Wonderful, now George has to either save the whale (which he has no idea how to do) or blow the lid on his lie (which he REALLY doesn't want to do.)  He marches towards the water, and then we fade into George sitting at the diner, telling his friends what he did.  It's one of the classic Seinfeld monologues.

George reveals that he was in a position to see that the whale's breathing was being impeded, and so he reached in the blowhole and pulled out the obstruction - a golf ball!  A Titleist, to be precise.  The detail that the audience has all but forgotten about is revived as the punchline and the cause of the climax.  Thus, "The Golf Ball" is my term for the comedic plot device that unites two or more unrelated story threads.

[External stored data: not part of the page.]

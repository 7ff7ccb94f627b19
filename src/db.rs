// ==========================================
// 包装物料 BOM 系统 - SQLite 连接初始化
// ==========================================
// 目标:
// - 统一所有 Connection::open 的 PRAGMA 行为
// - 统一 busy_timeout，减少并发写入时的偶发 busy 错误
// - 本地缓存库的建表（幂等）
// ==========================================

use rusqlite::Connection;
use rusqlite::OptionalExtension;
use std::time::Duration;

/// 默认 busy_timeout（毫秒）
pub const DEFAULT_BUSY_TIMEOUT_MS: u64 = 5_000;

/// 当前代码所期望的 schema_version
pub const CURRENT_SCHEMA_VERSION: i64 = 1;

/// 本地库结构（product_info / bom_record / config_kv）
const SCHEMA_SQL: &str = r#"
CREATE TABLE IF NOT EXISTS schema_version (
    version INTEGER NOT NULL,
    applied_at TEXT NOT NULL DEFAULT (datetime('now'))
);

CREATE TABLE IF NOT EXISTS product_info (
    id TEXT PRIMARY KEY,
    codigo TEXT NOT NULL,
    nombre_producto TEXT NOT NULL,
    tipo_empaque TEXT NOT NULL,
    size_empaque TEXT NOT NULL DEFAULT 'N/A',
    cantidad_paquetes_por_caja REAL NOT NULL DEFAULT 0,
    peso_por_caja REAL NOT NULL DEFAULT 0,
    peso_promedio_por_paquete REAL NOT NULL DEFAULT 0,
    sala_origen TEXT NOT NULL,
    created_by TEXT NOT NULL,
    created_at TEXT NOT NULL,
    updated_by TEXT,
    updated_at TEXT
);
CREATE INDEX IF NOT EXISTS idx_product_info_codigo ON product_info(codigo);

CREATE TABLE IF NOT EXISTS bom_record (
    id TEXT PRIMARY KEY,
    codigo_sku TEXT NOT NULL,
    descripcion_sku TEXT NOT NULL,
    categoria_insumo TEXT NOT NULL,
    codigo_insumo TEXT NOT NULL,
    descripcion_insumo TEXT NOT NULL,
    cantidad_piezas_por_caja REAL NOT NULL DEFAULT 0,
    consumo_por_caja REAL NOT NULL DEFAULT 0,
    cantidad_requerida REAL NOT NULL DEFAULT 0,
    unidad_medida TEXT NOT NULL DEFAULT '',
    created_by TEXT NOT NULL,
    created_at TEXT NOT NULL,
    updated_by TEXT,
    updated_at TEXT
);
CREATE INDEX IF NOT EXISTS idx_bom_record_sku ON bom_record(codigo_sku);

CREATE TABLE IF NOT EXISTS config_kv (
    scope_id TEXT NOT NULL,
    key TEXT NOT NULL,
    value TEXT NOT NULL,
    updated_at TEXT NOT NULL DEFAULT (datetime('now')),
    PRIMARY KEY (scope_id, key)
);
"#;

/// 配置 SQLite 连接的统一 PRAGMA
///
/// 说明：
/// - foreign_keys 需要"每个连接"单独开启
/// - busy_timeout 需要"每个连接"单独配置
pub fn configure_sqlite_connection(conn: &Connection) -> rusqlite::Result<()> {
    conn.execute_batch("PRAGMA foreign_keys = ON;")?;
    conn.busy_timeout(Duration::from_millis(DEFAULT_BUSY_TIMEOUT_MS))?;
    Ok(())
}

/// 打开 SQLite 连接并应用统一配置
pub fn open_sqlite_connection(db_path: &str) -> rusqlite::Result<Connection> {
    let conn = Connection::open(db_path)?;
    configure_sqlite_connection(&conn)?;
    Ok(conn)
}

/// 建表（幂等），首次建库时写入 schema_version
pub fn init_schema(conn: &Connection) -> rusqlite::Result<()> {
    conn.execute_batch(SCHEMA_SQL)?;
    if read_schema_version(conn)?.is_none() {
        conn.execute(
            "INSERT INTO schema_version (version) VALUES (?1)",
            [CURRENT_SCHEMA_VERSION],
        )?;
    }
    Ok(())
}

/// 打开连接并确保表结构存在
pub fn open_and_init(db_path: &str) -> rusqlite::Result<Connection> {
    let conn = open_sqlite_connection(db_path)?;
    init_schema(&conn)?;
    if let Some(version) = read_schema_version(&conn)? {
        if version != CURRENT_SCHEMA_VERSION {
            tracing::warn!(
                found = version,
                expected = CURRENT_SCHEMA_VERSION,
                "本地库 schema_version 与当前版本不一致"
            );
        }
    }
    Ok(conn)
}

/// 读取 schema_version（表不存在或为空时返回 None）
pub fn read_schema_version(conn: &Connection) -> rusqlite::Result<Option<i64>> {
    let has_table: bool = conn
        .query_row(
            "SELECT 1 FROM sqlite_master WHERE type='table' AND name='schema_version' LIMIT 1",
            [],
            |_row| Ok(true),
        )
        .optional()?
        .unwrap_or(false);

    if !has_table {
        return Ok(None);
    }

    let v: Option<i64> =
        conn.query_row("SELECT MAX(version) FROM schema_version", [], |row| row.get(0))?;
    Ok(v)
}

#[cfg(test)]
mod tests {
    use super::*;

    #[test]
    fn test_init_schema_is_idempotent() {
        let conn = Connection::open_in_memory().unwrap();
        assert_eq!(read_schema_version(&conn).unwrap(), None);
        init_schema(&conn).unwrap();
        init_schema(&conn).unwrap();
        assert_eq!(read_schema_version(&conn).unwrap(), Some(CURRENT_SCHEMA_VERSION));

        let rows: i64 = conn
            .query_row("SELECT COUNT(*) FROM schema_version", [], |r| r.get(0))
            .unwrap();
        assert_eq!(rows, 1);
    }
}
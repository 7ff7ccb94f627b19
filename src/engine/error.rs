// ==========================================
// 包装物料 BOM 系统 - 引擎层错误类型
// ==========================================
// 职责: 组装校验错误 + 编辑会话操作错误
// 红线: 输入不完整不是错误（需求数量为 0 即可）
// ==========================================

use crate::i18n::{t, t_with_args};
use thiserror::Error;

/// 组装校验错误（第一个失败即中止，报告类别名称）
#[derive(Error, Debug, Clone, PartialEq)]
pub enum AssemblyError {
    #[error("SKU code is required")]
    SkuCodeRequired,

    #[error("SKU description is required")]
    SkuDescriptionRequired,

    #[error("must complete at least one supply category")]
    NothingToSave,

    #[error("supply code required in category {category}")]
    SupplyCodeRequired { category: String },

    #[error("description required in category {category}")]
    DescriptionRequired { category: String },

    #[error("consumption {} must be greater than 0 in category {category}", consumption_wording(.per_piece))]
    ConsumptionRequired { category: String, per_piece: bool },

    #[error("quantity of {} per box must be greater than 0 in category {category}", pieces_wording(.labels))]
    PiecesRequired { category: String, labels: bool },

    #[error("additional supply {id} has a selected item but no category")]
    AdditionalCategoryRequired { id: String },
}

fn consumption_wording(per_piece: &bool) -> &'static str {
    if *per_piece {
        "per piece"
    } else {
        "per box"
    }
}

fn pieces_wording(labels: &bool) -> &'static str {
    if *labels {
        "labels"
    } else {
        "pieces"
    }
}

impl AssemblyError {
    /// 出错的类别标签（顶层前置条件错误为 None）
    pub fn category(&self) -> Option<&str> {
        match self {
            AssemblyError::SupplyCodeRequired { category }
            | AssemblyError::DescriptionRequired { category }
            | AssemblyError::ConsumptionRequired { category, .. }
            | AssemblyError::PiecesRequired { category, .. } => Some(category),
            _ => None,
        }
    }

    /// 本地化提示（按当前 locale）
    pub fn localized(&self) -> String {
        match self {
            AssemblyError::SkuCodeRequired => t("assembly.sku_code_required"),
            AssemblyError::SkuDescriptionRequired => {
                t("assembly.sku_description_required")
            }
            AssemblyError::NothingToSave => t("assembly.nothing_to_save"),
            AssemblyError::SupplyCodeRequired { category } => {
                t_with_args("assembly.supply_code_required", &[("category", category.as_str())])
            }
            AssemblyError::DescriptionRequired { category } => {
                t_with_args("assembly.description_required", &[("category", category.as_str())])
            }
            AssemblyError::ConsumptionRequired {
                category,
                per_piece,
            } => {
                let key = if *per_piece {
                    "assembly.consumption_per_piece_required"
                } else {
                    "assembly.consumption_per_box_required"
                };
                t_with_args(key, &[("category", category.as_str())])
            }
            AssemblyError::PiecesRequired { category, labels } => {
                let key = if *labels {
                    "assembly.labels_required"
                } else {
                    "assembly.pieces_required"
                };
                t_with_args(key, &[("category", category.as_str())])
            }
            AssemblyError::AdditionalCategoryRequired { .. } => {
                t("assembly.additional_category_required")
            }
        }
    }
}

/// 编辑会话操作错误
#[derive(Error, Debug, Clone, PartialEq)]
pub enum WorkingStateError {
    #[error("category slot is not visible for this product: {0}")]
    SlotNotVisible(String),

    #[error("supply code not found in catalog: {0}")]
    SupplyNotFound(String),

    #[error("supply {code} belongs to {actual}, not {expected}")]
    CategoryMismatch {
        code: String,
        expected: String,
        actual: String,
    },

    #[error("category {0} has no toggle")]
    NotToggleable(String),

    #[error("catalog has no item in category {0}")]
    EmptyCategory(String),

    #[error("additional supply not found: {0}")]
    AdditionalNotFound(String),

    #[error("additional supply {0} has no category selected")]
    AdditionalCategoryMissing(String),

    #[error("BOM line not found in edit session: {0}")]
    LineNotFound(String),
}

pub type WorkingStateResult<T> = Result<T, WorkingStateError>;
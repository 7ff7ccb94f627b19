// ==========================================
// 包装物料 BOM 系统 - BOM 记录 API
// ==========================================
// 职责: 录入会话组装后顺序提交、编辑保存、按 SKU 删除
// 红线: 逐条顺序提交，不并行；首个失败即停止并报告已保存条数
// 红线: 已保存的记录不回滚
// ==========================================

use std::sync::Arc;
use std::time::Duration;

use tracing::{error, info, instrument, warn};

use crate::api::error::{ApiError, ApiResult};
use crate::catalog::SupplyCatalog;
use crate::config::BomConfigReader;
use crate::domain::bom::BomLineItem;
use crate::domain::session::Session;
use crate::engine::assembler::RecordAssembler;
use crate::engine::edit_flow::RecordEditSession;
use crate::engine::working_state::BomEditSession;
use crate::repository::data_access::BomDataAccess;

// ==========================================
// BomApi - BOM 记录 API
// ==========================================
pub struct BomApi {
    data: Arc<dyn BomDataAccess>,
    config: Arc<dyn BomConfigReader>,
    catalog: Arc<SupplyCatalog>,
}

impl BomApi {
    /// 创建新的 BomApi 实例
    ///
    /// # 参数
    /// - data: 数据访问实现（本地库或远端优先缓存）
    /// - config: 配置读取（提交间隔）
    /// - catalog: 物料目录
    pub fn new(
        data: Arc<dyn BomDataAccess>,
        config: Arc<dyn BomConfigReader>,
        catalog: Arc<SupplyCatalog>,
    ) -> Self {
        Self {
            data,
            config,
            catalog,
        }
    }

    pub fn catalog(&self) -> &Arc<SupplyCatalog> {
        &self.catalog
    }

    // ==========================================
    // 录入
    // ==========================================

    /// 开始新的录入会话（尚未选择产品）
    pub fn new_entry_session(&self) -> BomEditSession {
        BomEditSession::new(self.catalog.clone())
    }

    /// 为指定产品开始录入会话
    ///
    /// # 返回
    /// - Err(NotFound): 产品 id 不存在
    pub async fn start_entry(&self, product_id: &str) -> ApiResult<BomEditSession> {
        let product = self
            .data
            .get_products()
            .await?
            .into_iter()
            .find(|p| p.id == product_id)
            .ok_or_else(|| ApiError::NotFound(format!("product(id={})不存在", product_id)))?;
        Ok(BomEditSession::for_product(self.catalog.clone(), product))
    }

    /// 组装并顺序提交录入会话中的全部 BOM 行
    ///
    /// # 返回
    /// - Ok(Vec<BomLineItem>): 全部写入成功的记录（按提交顺序）
    /// - Err(Assembly): 校验失败，未发生任何写入
    /// - Err(PartialPersistence): 第 failed_index 条失败，之前 saved 条已写入
    #[instrument(skip_all, fields(sku = %session.sku_code()))]
    pub async fn create_records(
        &self,
        session: &BomEditSession,
        user: &Session,
    ) -> ApiResult<Vec<BomLineItem>> {
        let records = RecordAssembler::assemble(session, user)?;
        let delay = self
            .config
            .submit_delay_ms()
            .await
            .map_err(|e| ApiError::Config(e.to_string()))?;

        let total = records.len();
        let mut saved = Vec::with_capacity(total);
        for (index, record) in records.into_iter().enumerate() {
            if index > 0 && delay > 0 {
                tokio::time::sleep(Duration::from_millis(delay)).await;
            }
            info!(
                index = index + 1,
                total,
                category = %record.category,
                supply = %record.supply_code,
                "提交 BOM 行"
            );
            match self.data.add_bom_record(record).await {
                Ok(item) => saved.push(item),
                Err(e) => {
                    error!(saved = saved.len(), total, error = %e, "BOM 行提交失败，停止剩余提交");
                    return Err(ApiError::PartialPersistence {
                        saved: saved.len(),
                        total,
                        failed_index: index + 1,
                        reason: e.to_string(),
                    });
                }
            }
        }

        info!(total, "BOM 记录全部保存");
        Ok(saved)
    }

    // ==========================================
    // 查询
    // ==========================================

    pub async fn list_records(&self) -> ApiResult<Vec<BomLineItem>> {
        Ok(self.data.get_bom_records().await?)
    }

    /// 指定 SKU 的全部行
    pub async fn records_for_sku(&self, sku_code: &str) -> ApiResult<Vec<BomLineItem>> {
        let sku_code = sku_code.trim();
        Ok(self
            .data
            .get_bom_records()
            .await?
            .into_iter()
            .filter(|r| r.sku_code == sku_code)
            .collect())
    }

    // ==========================================
    // 编辑
    // ==========================================

    /// 打开 SKU 编辑会话（产品按编码匹配，可能不存在）
    pub async fn open_edit_session(&self, sku_code: &str) -> ApiResult<RecordEditSession> {
        let sku_code = sku_code.trim();
        if sku_code.is_empty() {
            return Err(ApiError::InvalidInput("SKU 编码不能为空".to_string()));
        }

        let records = self.data.get_bom_records().await?;
        let product = self
            .data
            .get_products()
            .await?
            .into_iter()
            .find(|p| p.code == sku_code);
        if product.is_none() {
            warn!(sku = sku_code, "SKU 没有对应的产品，仅编辑 BOM 行");
        }

        Ok(RecordEditSession::open(
            self.catalog.clone(),
            sku_code,
            product,
            records,
        ))
    }

    /// 保存编辑会话的变更（先产品，后逐行）
    ///
    /// # 返回
    /// - Ok(usize): 成功提交的调用次数（无变更时为 0）
    /// - Err(PartialPersistence): 首个失败即停止
    #[instrument(skip_all, fields(sku = %edit.sku_code()))]
    pub async fn save_changes(&self, edit: &RecordEditSession, user: &Session) -> ApiResult<usize> {
        let changes = edit.pending_changes(user)?;
        if changes.is_empty() {
            info!("没有待保存的变更");
            return Ok(0);
        }

        let total = changes.len();
        let mut saved = 0usize;

        if let Some((product_id, patch)) = changes.product {
            let patch = match edit.product() {
                Some(current) => patch.resolve_against(current)?,
                None => patch,
            };
            if let Err(e) = self.data.update_product(&product_id, patch).await {
                error!(saved, total, error = %e, "产品更新失败");
                return Err(ApiError::PartialPersistence {
                    saved,
                    total,
                    failed_index: saved + 1,
                    reason: e.to_string(),
                });
            }
            saved += 1;
        }

        for (line_id, patch) in changes.lines {
            info!(index = saved + 1, total, line = %line_id, "更新 BOM 行");
            if let Err(e) = self.data.update_bom_record(&line_id, patch).await {
                error!(saved, total, error = %e, "BOM 行更新失败，停止剩余提交");
                return Err(ApiError::PartialPersistence {
                    saved,
                    total,
                    failed_index: saved + 1,
                    reason: e.to_string(),
                });
            }
            saved += 1;
        }

        Ok(saved)
    }

    /// 删除 SKU 的全部 BOM 行（顺序执行）
    ///
    /// # 返回
    /// - Ok(usize): 删除的行数
    #[instrument(skip(self))]
    pub async fn delete_sku_records(&self, sku_code: &str) -> ApiResult<usize> {
        let lines = self.records_for_sku(sku_code).await?;
        let total = lines.len();
        let mut deleted = 0usize;

        for line in lines {
            if let Err(e) = self.data.delete_bom_record(&line.id).await {
                error!(deleted, total, error = %e, "BOM 行删除失败");
                return Err(ApiError::PartialPersistence {
                    saved: deleted,
                    total,
                    failed_index: deleted + 1,
                    reason: e.to_string(),
                });
            }
            deleted += 1;
        }

        info!(deleted, "SKU 记录已删除");
        Ok(deleted)
    }
}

I grant this is similar to an existing screenwriting term: Chekhov's Gun.  If one insists on a distinction between the two, I see The Golf Ball being more of a comedic device.  That, and I'd bet that more aspiring writers these days are likely quite familiar with Seinfeld, while to them, Chekhov is that Russian guy from Star Trek.

4 comments:

  1. Wow...you almost did "the Golf ball" in this write up - if only you had used Chekhov's name in the first paragraph, then concluded it in that last line. But - it still worked for me. Now I gotta go find that Seinfeld episode and watch it for the 235th time. Ugggh!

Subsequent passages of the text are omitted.